Data records

###

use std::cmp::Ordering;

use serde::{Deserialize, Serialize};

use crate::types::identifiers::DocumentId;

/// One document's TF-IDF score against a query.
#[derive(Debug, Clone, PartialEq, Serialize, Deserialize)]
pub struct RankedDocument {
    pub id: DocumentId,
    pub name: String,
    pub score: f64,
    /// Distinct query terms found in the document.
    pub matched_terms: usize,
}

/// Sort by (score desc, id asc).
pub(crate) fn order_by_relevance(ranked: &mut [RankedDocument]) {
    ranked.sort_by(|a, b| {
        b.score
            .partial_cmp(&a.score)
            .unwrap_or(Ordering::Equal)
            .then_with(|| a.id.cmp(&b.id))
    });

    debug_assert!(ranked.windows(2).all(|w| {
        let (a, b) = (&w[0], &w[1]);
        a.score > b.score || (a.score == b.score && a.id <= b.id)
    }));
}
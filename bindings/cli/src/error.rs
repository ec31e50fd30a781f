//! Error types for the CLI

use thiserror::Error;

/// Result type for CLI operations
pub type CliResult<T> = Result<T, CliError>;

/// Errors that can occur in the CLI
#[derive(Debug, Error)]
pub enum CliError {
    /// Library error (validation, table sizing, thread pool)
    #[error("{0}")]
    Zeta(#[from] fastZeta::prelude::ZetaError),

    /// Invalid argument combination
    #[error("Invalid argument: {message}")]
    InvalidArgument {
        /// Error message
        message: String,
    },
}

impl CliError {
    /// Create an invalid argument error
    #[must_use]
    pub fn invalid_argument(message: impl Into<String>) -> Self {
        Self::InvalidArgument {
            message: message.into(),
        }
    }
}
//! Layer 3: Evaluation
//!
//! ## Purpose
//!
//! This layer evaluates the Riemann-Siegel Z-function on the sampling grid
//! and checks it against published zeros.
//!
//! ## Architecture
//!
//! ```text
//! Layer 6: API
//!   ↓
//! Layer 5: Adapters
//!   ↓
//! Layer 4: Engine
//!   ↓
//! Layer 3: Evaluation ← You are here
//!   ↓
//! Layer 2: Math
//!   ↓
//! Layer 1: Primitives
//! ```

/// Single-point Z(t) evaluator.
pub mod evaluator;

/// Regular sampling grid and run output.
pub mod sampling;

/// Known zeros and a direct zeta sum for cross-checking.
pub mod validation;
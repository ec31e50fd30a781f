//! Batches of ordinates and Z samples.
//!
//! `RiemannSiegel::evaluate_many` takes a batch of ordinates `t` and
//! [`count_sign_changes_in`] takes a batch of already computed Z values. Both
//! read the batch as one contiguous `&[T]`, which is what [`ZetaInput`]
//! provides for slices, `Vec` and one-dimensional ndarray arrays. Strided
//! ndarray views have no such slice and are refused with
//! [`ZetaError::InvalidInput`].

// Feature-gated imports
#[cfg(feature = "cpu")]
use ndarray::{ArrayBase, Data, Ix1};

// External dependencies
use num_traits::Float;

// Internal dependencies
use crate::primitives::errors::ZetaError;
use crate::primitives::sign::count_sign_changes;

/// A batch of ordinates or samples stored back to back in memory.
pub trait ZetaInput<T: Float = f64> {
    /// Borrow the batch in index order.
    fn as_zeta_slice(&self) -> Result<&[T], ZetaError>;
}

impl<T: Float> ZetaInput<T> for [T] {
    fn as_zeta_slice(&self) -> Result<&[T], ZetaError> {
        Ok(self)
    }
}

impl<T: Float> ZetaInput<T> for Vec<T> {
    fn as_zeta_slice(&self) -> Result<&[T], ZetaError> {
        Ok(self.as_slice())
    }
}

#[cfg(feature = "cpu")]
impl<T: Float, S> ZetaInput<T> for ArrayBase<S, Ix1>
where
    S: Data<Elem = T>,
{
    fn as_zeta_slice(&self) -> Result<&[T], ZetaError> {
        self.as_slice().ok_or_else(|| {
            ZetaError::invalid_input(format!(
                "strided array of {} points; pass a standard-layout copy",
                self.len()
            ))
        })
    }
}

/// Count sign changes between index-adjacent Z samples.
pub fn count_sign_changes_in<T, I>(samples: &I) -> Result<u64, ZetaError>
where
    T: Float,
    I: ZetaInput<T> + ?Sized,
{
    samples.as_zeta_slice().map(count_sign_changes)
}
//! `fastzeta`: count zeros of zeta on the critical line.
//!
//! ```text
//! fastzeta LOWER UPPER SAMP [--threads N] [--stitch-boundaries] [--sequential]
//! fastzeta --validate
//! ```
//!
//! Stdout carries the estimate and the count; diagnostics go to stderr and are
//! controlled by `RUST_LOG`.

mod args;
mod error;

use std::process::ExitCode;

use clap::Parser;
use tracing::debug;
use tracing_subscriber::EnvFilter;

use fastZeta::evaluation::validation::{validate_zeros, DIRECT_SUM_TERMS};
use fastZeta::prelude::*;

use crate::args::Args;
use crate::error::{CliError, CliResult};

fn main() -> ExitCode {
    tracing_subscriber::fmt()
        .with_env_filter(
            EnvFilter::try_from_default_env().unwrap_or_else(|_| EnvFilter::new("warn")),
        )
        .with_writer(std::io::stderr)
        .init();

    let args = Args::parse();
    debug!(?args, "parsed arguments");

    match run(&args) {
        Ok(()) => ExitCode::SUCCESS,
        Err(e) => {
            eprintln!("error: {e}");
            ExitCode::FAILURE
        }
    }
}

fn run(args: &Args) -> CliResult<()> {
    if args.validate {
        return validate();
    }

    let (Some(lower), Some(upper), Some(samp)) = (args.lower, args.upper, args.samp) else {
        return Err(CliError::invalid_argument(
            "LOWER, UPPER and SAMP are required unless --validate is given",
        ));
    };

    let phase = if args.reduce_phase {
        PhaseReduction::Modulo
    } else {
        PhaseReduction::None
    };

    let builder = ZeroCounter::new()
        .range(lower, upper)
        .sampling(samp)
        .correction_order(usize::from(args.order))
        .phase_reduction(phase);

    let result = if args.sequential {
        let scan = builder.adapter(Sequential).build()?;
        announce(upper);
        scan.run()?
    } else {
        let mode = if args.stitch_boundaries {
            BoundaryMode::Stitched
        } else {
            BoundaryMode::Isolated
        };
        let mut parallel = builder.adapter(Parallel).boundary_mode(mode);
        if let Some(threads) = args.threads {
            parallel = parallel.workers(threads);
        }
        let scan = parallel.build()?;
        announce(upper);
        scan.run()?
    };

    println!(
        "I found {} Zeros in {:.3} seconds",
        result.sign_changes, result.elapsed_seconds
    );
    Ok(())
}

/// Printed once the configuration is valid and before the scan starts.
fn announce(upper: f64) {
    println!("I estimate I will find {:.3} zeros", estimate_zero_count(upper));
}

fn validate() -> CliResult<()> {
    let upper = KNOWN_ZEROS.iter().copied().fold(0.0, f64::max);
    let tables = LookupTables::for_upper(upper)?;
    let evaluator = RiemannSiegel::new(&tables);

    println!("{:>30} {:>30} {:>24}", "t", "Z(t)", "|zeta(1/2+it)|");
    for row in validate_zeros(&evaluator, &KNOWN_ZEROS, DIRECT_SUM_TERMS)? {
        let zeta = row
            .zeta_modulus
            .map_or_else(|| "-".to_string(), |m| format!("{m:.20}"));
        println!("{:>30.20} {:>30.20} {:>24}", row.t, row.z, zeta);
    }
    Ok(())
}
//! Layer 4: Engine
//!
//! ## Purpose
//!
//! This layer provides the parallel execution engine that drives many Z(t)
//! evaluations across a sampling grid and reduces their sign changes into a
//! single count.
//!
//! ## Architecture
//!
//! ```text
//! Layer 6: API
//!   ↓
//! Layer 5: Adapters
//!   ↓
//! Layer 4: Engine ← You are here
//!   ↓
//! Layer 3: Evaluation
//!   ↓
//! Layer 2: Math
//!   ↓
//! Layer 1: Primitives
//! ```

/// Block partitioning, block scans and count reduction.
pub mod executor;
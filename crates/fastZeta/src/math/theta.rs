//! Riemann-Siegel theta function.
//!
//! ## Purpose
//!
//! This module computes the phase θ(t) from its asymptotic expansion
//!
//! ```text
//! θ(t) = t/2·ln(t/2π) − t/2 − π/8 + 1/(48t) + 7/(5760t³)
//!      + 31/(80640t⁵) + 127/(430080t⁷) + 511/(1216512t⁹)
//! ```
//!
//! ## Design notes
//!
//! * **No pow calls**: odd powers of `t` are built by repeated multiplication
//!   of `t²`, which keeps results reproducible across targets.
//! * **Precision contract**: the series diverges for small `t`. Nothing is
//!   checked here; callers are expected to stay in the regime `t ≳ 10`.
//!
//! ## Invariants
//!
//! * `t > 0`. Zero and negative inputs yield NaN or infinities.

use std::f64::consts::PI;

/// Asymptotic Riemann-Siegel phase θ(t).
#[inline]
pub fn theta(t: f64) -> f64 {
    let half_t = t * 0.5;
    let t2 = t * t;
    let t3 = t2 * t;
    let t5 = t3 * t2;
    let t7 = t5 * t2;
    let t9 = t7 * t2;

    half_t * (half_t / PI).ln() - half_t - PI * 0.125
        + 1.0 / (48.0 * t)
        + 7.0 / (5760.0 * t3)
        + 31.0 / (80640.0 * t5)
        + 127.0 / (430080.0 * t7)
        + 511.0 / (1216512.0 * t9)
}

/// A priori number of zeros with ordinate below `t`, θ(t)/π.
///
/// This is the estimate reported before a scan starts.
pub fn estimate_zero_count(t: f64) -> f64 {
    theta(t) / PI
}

###

**EXERCISE AIM:** Show every line from the entries that includes the word "against".

**TASK RESULT:**
/// One document's TF-IDF score against a query.
//! and checks it against published zeros.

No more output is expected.